◆ What the exercise asks: Could you please return each line of the data that has the word "TownRegistry"?

[Stored items]
──────────

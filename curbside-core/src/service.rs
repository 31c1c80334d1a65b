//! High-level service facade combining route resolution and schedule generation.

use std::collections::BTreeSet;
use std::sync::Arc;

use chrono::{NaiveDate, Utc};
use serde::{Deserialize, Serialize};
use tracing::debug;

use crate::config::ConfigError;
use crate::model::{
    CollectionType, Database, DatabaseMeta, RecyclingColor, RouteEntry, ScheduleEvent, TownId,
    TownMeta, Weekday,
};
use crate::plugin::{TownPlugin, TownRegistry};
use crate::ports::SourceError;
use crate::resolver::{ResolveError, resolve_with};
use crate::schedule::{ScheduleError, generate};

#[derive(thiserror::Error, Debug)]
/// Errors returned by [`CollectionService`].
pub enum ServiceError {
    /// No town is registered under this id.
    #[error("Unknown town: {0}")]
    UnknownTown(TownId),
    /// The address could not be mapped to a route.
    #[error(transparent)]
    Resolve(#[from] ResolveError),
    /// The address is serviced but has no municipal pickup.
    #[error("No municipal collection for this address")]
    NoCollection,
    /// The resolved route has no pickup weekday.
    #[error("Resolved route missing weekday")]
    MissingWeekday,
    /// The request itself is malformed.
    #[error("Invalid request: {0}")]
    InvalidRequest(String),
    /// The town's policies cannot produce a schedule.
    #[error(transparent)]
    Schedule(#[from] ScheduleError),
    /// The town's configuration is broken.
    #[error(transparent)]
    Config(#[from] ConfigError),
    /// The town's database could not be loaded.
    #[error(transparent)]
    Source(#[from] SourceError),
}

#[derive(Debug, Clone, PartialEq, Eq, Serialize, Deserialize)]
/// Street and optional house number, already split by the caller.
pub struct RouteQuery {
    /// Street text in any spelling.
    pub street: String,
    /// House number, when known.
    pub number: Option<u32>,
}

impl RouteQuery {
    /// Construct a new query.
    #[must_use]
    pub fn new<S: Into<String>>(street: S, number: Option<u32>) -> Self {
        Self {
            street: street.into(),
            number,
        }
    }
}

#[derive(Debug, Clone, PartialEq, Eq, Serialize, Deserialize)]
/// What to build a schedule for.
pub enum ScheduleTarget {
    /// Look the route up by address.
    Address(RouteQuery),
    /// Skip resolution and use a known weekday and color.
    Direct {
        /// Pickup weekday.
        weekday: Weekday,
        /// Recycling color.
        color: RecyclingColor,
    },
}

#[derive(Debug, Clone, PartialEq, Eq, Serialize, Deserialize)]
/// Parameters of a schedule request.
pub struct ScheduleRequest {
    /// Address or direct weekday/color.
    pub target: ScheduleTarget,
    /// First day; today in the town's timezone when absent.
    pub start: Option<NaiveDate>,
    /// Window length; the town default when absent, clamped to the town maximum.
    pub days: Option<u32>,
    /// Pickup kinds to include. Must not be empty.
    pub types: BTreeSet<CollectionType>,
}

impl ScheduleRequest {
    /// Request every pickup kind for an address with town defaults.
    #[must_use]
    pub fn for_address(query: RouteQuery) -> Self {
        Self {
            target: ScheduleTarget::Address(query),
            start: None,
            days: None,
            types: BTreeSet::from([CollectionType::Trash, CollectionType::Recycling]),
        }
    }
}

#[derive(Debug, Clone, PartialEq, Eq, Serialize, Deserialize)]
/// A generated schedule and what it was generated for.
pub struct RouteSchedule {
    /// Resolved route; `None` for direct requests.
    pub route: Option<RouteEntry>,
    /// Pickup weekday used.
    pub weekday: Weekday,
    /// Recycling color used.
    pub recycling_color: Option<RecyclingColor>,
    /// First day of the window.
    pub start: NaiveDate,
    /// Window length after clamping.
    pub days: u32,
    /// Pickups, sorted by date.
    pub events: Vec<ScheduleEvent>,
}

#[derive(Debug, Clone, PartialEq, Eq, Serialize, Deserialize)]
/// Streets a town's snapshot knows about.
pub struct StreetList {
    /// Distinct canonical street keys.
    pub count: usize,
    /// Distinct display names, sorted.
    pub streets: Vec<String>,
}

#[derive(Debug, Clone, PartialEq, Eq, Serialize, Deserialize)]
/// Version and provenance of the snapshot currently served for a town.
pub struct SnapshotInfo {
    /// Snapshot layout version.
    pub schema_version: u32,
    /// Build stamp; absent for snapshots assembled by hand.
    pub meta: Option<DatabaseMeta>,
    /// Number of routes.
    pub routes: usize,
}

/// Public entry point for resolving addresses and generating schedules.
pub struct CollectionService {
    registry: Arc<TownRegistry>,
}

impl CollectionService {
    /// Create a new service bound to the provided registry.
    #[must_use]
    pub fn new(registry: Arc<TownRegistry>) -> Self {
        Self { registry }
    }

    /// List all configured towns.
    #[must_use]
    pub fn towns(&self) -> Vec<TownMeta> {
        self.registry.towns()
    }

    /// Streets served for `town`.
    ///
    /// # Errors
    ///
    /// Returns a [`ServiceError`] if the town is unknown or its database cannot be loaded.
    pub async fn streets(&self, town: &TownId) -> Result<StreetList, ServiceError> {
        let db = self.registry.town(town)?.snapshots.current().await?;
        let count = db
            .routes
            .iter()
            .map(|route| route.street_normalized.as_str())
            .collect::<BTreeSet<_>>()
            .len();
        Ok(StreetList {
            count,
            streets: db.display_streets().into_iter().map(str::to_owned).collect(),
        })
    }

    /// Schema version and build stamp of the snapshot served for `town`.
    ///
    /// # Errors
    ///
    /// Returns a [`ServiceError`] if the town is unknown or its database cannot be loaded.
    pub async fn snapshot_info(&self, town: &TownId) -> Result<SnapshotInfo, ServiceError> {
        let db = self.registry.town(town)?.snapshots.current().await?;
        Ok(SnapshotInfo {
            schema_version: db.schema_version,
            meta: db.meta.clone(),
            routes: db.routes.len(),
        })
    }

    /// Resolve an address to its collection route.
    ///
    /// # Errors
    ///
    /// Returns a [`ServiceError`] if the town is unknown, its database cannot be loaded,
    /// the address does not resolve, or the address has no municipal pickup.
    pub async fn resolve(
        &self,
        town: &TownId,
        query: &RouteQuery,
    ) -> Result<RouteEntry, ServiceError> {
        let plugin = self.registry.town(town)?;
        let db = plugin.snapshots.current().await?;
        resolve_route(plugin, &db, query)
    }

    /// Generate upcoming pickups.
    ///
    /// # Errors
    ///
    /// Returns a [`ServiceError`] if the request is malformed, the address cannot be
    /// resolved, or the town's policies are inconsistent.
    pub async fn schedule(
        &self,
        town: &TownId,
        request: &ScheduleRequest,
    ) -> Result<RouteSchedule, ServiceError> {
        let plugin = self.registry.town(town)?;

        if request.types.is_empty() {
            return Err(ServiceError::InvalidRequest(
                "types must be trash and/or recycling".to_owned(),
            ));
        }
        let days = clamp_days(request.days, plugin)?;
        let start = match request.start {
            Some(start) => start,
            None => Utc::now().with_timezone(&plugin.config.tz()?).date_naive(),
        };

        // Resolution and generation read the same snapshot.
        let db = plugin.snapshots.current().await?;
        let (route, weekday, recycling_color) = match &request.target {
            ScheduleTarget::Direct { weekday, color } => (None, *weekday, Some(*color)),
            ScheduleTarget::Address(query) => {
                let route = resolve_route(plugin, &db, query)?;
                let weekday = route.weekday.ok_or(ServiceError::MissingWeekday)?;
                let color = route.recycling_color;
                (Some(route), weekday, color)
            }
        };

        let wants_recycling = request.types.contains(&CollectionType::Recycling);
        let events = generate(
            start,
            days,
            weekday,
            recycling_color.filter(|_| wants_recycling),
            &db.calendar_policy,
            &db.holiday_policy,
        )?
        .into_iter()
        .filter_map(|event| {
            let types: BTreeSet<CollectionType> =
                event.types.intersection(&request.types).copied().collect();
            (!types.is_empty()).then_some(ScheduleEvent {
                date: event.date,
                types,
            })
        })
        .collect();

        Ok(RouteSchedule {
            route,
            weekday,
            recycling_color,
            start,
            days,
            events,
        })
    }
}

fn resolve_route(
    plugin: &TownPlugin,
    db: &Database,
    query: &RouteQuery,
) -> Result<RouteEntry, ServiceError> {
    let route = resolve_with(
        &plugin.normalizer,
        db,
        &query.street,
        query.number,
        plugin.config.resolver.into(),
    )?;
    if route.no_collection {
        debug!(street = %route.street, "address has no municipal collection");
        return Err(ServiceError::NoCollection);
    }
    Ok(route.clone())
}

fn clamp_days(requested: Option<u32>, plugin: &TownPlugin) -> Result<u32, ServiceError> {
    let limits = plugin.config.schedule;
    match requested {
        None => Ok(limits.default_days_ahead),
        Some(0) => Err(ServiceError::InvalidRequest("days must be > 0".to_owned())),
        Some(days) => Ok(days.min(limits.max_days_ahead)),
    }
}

──────────

◆ Your response:
use crate::plugin::{TownPlugin, TownRegistry};
    registry: Arc<TownRegistry>,
    pub fn new(registry: Arc<TownRegistry>) -> Self {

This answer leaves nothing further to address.